Parkinson's disease: wearable sensors to track symptoms
School of Engineering scientists have developed algorithms that, combined with wearable sensors, could help clinicians to monitor the progression of Parkinson’s disease and assess the effects of medications commonly used by people with this neurodegenerative disorder.
Parkinson’s disease affects neurons in an area of the brain that controls movement, causing tremors, difficulty walking and other motor problems. Doctors caring for people with Parkinson’s disease need to be able to assess the severity of the symptoms and alter the doses of medications that reduce such symptoms. To do so, clinicians rely on a handful of tests, such as those that measure gait speed — or how fast people walk. However, these tests are typically conducted in the clinic once every few months, and results can be affected by several factors including the experience of the person conducting the assessment.
Scientists have known that gait speed in real-life conditions is a better proxy for assessing the mobility of people with Parkinson’s disease. Gait speed is often said to be the sixth vital sign, just as important as blood pressure and heart rate, and it is crucial for people’s independence in performing daily activities such as housekeeping and shopping. Gait speed has been also linked to life expectancy. “If you walk faster, you can expect to have a longer life,” says Kamiar Aminian, a Professor with the Institute of Bioengineering and the Director of the Laboratory of Movement Analysis and Measurement at EPFL.
So, Aminian and his colleagues set out to analyze how gait speed is affected in Parkinson’s. The Centro Hospitalar Universitário do Porto in Portugal, which is a partner of the project, recruited 27 people with Parkinson’s disease and provided each of them with a foot-worn sensor that recorded how fast they walked. During the clinical assessment, the researchers asked patients to do two types of walking tests: in one, people had to walk for 20 meters in a straight line; in another test, they were asked to walk in circles for five times. The walking tests were done when patients were on a medication that reduces motor problems, and then they repeated when individuals were off the medication. Based on data collected from the sensors, Aminian’s team at EPFL calculated the average and the fastest gait speed for each individual.
“Daily activities can give us more information and tell us what is happening in real life, so we asked the patients to go home and wear the sensor for one day,” says study lead author Arash Atrsaei, a PhD student in Aminian’s group. Using reliable algorithms that analyze motion data from the sensors, the researchers were able to monitor patients’ gait speed around the clock and in an objective manner.

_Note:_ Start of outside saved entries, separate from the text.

impl Gateway {
    /// A gateway resolving mode tokens against `registry`.
    pub fn new(registry: CapabilityRegistry) -> Self {
        let (state, _) = watch::channel(Lifecycle {
            phase: Phase::Created,
            local_addr: None,
            shutdown_grace: crate::config::DEFAULT_SHUTDOWN_GRACE,
            grace: crate::config::DEFAULT_SHUTDOWN_GRACE,
        });
        Self { inner: Arc::new(Inner { registry, state }) }
    }

    /// The registry mode tokens are resolved against, e.g. to check a mode
    /// before calling [`start`](Self::start).
    pub fn registry(&self) -> &CapabilityRegistry {
        &self.inner.registry
    }

    pub fn phase(&self) -> Phase {
        self.inner.state.borrow().phase
    }

    /// The bound address while the listener is open.
    pub fn local_addr(&self) -> Option<SocketAddr> {
        self.inner.state.borrow().local_addr
    }

    /// Resolves with the bound address once the gateway is `Serving`, or with
    /// `None` if it stops (or fails to start) first.
    pub async fn serving(&self) -> Option<SocketAddr> {
        let mut state = self.inner.state.subscribe();
        loop {
            {
                let s = state.borrow_and_update();
                match s.phase {
                    Phase::Serving => return s.local_addr,
                    Phase::ShuttingDown | Phase::Stopped => return None,
                    Phase::Created | Phase::Starting => {}
                }
            }
            if state.changed().await.is_err() {
                return None;
            }
        }
    }

    /// Resolves once the gateway reaches `Stopped`.
    pub async fn stopped(&self) {
        let mut state = self.inner.state.subscribe();
        loop {
            if state.borrow_and_update().phase == Phase::Stopped {
                return;
            }
            if state.changed().await.is_err() {
                return;
            }
        }
    }

    /// Starts draining with the given grace period.
    ///
    /// Returns `true` if this call initiated shutdown. Returns `false`, and
    /// does nothing else, if the gateway is already shutting down, stopped,
    /// or was never started. Draining continues after this returns.
    pub fn request_shutdown(&self, grace: Duration) -> bool {
        let initiated = self.inner.state.send_if_modified(|s| match s.phase {
            Phase::Starting | Phase::Serving => {
                s.phase = Phase::ShuttingDown;
                s.grace = grace;
                true
            }
            Phase::Created | Phase::ShuttingDown | Phase::Stopped => false,
        });
        if initiated {
            info!(?grace, "shutdown initiated");
        } else {
            debug!(phase = %self.phase(), "shutdown request ignored");
        }
        initiated
    }

    /// [`request_shutdown`](Self::request_shutdown) with the configured
    /// `shutdown_grace` of the running instance.
    pub fn shutdown(&self) -> bool {
        let grace = self.inner.state.borrow().shutdown_grace;
        self.request_shutdown(grace)
    }

    /// Builds the chain for `config.mode` around `terminal`, binds
    /// `config.addr`, and serves until shut down.
    ///
    /// Configuration problems (invalid config, unknown mode token) are
    /// reported before any socket is opened. A bind failure is reported
    /// without serving anything. Otherwise this returns `Ok(())` once every
    /// connection has drained or been abandoned at the end of the grace period.
    pub async fn start(
        &self,
        cancel: CancellationToken,
        config: GatewayConfig,
        terminal: impl Handler,
    ) -> Result<(), Error> {
        config.validate()?;
        let handler = chain::build(&config.mode, &self.inner.registry, terminal)?;

        self.begin(&config)?;
        let _stopped = StopOnExit(&self.inner.state);

        let (listener, local_addr) = match bind(&config.addr).await {
            Ok(bound) => bound,
            Err(source) => {
                error!(addr = %config.addr, "failed to bind: {source}");
                return Err(Error::Bind { addr: config.addr.clone(), source });
            }
        };

        self.inner.state.send_modify(|s| {
            s.local_addr = Some(local_addr);
            if s.phase == Phase::Starting {
                s.phase = Phase::Serving;
            }
        });
        info!(addr = %local_addr, mode = %config.mode, "gateway serving");

        self.supervise(cancel, listener, handler, &config).await;

        info!(addr = %local_addr, "gateway stopped");
        Ok(())
    }

    /// `Created | Stopped → Starting`, atomically.
    fn begin(&self, config: &GatewayConfig) -> Result<(), Error> {
        let started = self.inner.state.send_if_modified(|s| {
            if !matches!(s.phase, Phase::Created | Phase::Stopped) {
                return false;
            }
            *s = Lifecycle {
                phase: Phase::Starting,
                local_addr: None,
                shutdown_grace: config.shutdown_grace,
                grace: config.shutdown_grace,
            };
            true
        });
        if started { Ok(()) } else { Err(Error::AlreadyRunning) }
    }

    // ── Shutdown coordination ─────────────────────────────────────────────────

    /// Runs the server while watching the external triggers. Returns only
    /// after the server itself has finished draining.
    async fn supervise(
        &self,
        cancel: CancellationToken,
        listener: TcpListener,
        handler: BoxedHandler,
        config: &GatewayConfig,
    ) {
        let timeouts = Timeouts { read: config.read_timeout, write: config.write_timeout };
        let server = self.run(listener, handler, timeouts);
        tokio::pin!(server);

        let signal = shutdown_signal(config.handle_signals);
        tokio::pin!(signal);

        let mut cancelled = false;
        let mut signalled = false;

        loop {
            tokio::select! {
                () = &mut server => return,

                // Cancellation only initiates the drain. The loop keeps
                // polling `server` until the drain is over.
                () = cancel.cancelled(), if !cancelled => {
                    cancelled = true;
                    info!(grace = ?config.cancel_grace, "cancellation received");
                    self.request_shutdown(config.cancel_grace);
                }

                () = &mut signal, if !signalled => {
                    signalled = true;
                    info!(grace = ?config.shutdown_grace, "termination signal received");
                    self.request_shutdown(config.shutdown_grace);
                }
            }
        }
    }

    // ── Accept loop ───────────────────────────────────────────────────────────

    async fn run(&self, listener: TcpListener, handler: BoxedHandler, timeouts: Timeouts) {
        let draining = CancellationToken::new();
        let mut tasks = JoinSet::new();

        let shutdown = shutdown_requested(self.inner.state.subscribe());
        tokio::pin!(shutdown);

        let grace = loop {
            tokio::select! {
                // Shutdown is checked first so no connection is accepted
                // after it was requested, even if more are queued.
                biased;

                grace = &mut shutdown => break grace,

                res = listener.accept() => {
                    let (stream, peer) = match res {
                        Ok(v) => v,
                        Err(e) => {
                            error!("accept error: {e}");
                            continue;
                        }
                    };
                    tasks.spawn(serve_connection(
                        stream,
                        peer,
                        handler.clone(),
                        timeouts,
                        draining.clone(),
                    ));
                }

                // Reap finished connection tasks.
                Some(_) = tasks.join_next(), if !tasks.is_empty() => {}
            }
        };

        drop(listener);
        draining.cancel();
        info!(in_flight = tasks.len(), ?grace, "stopped accepting, draining connections");

        let drain = async { while tasks.join_next().await.is_some() {} };
        if tokio::time::timeout(grace, drain).await.is_err() {
            warn!(
                abandoned = tasks.len(),
                ?grace,
                "grace period elapsed, closing remaining connections"
            );
            tasks.shutdown().await;
        }
    }
}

The team found that, on average, patients have the same walking speed at home and in the clinic. The analysis also suggested that people tended to move at a slower pace during short walking bouts, for example when they took a few steps and then stopped to do a different task, and at a faster pace during walking bouts that lasted more than one minute and occurred mostly outdoors.
During daily activities, some patients walked even faster than the maximum speed at which they walked in the clinic. These so-called ‘exceptional strides’ typically occurred between 30 minutes and three hours after patients had taken their medication, the researchers found. “We can really see the effects of medication by measuring the gait speed,” Atrsaei says. The study was published in npj Parkinson’s Disease.
The findings suggest that monitoring gait speed during daily activities with wearable technology could help doctors to optimize medication dosages depending on motor symptoms of individual patients. What’s more, Atrsaei says, the sensors and the dedicated algorithms allow clinicians to monitor patients remotely, which could help to protect vulnerable people in situations such as the coronavirus pandemic.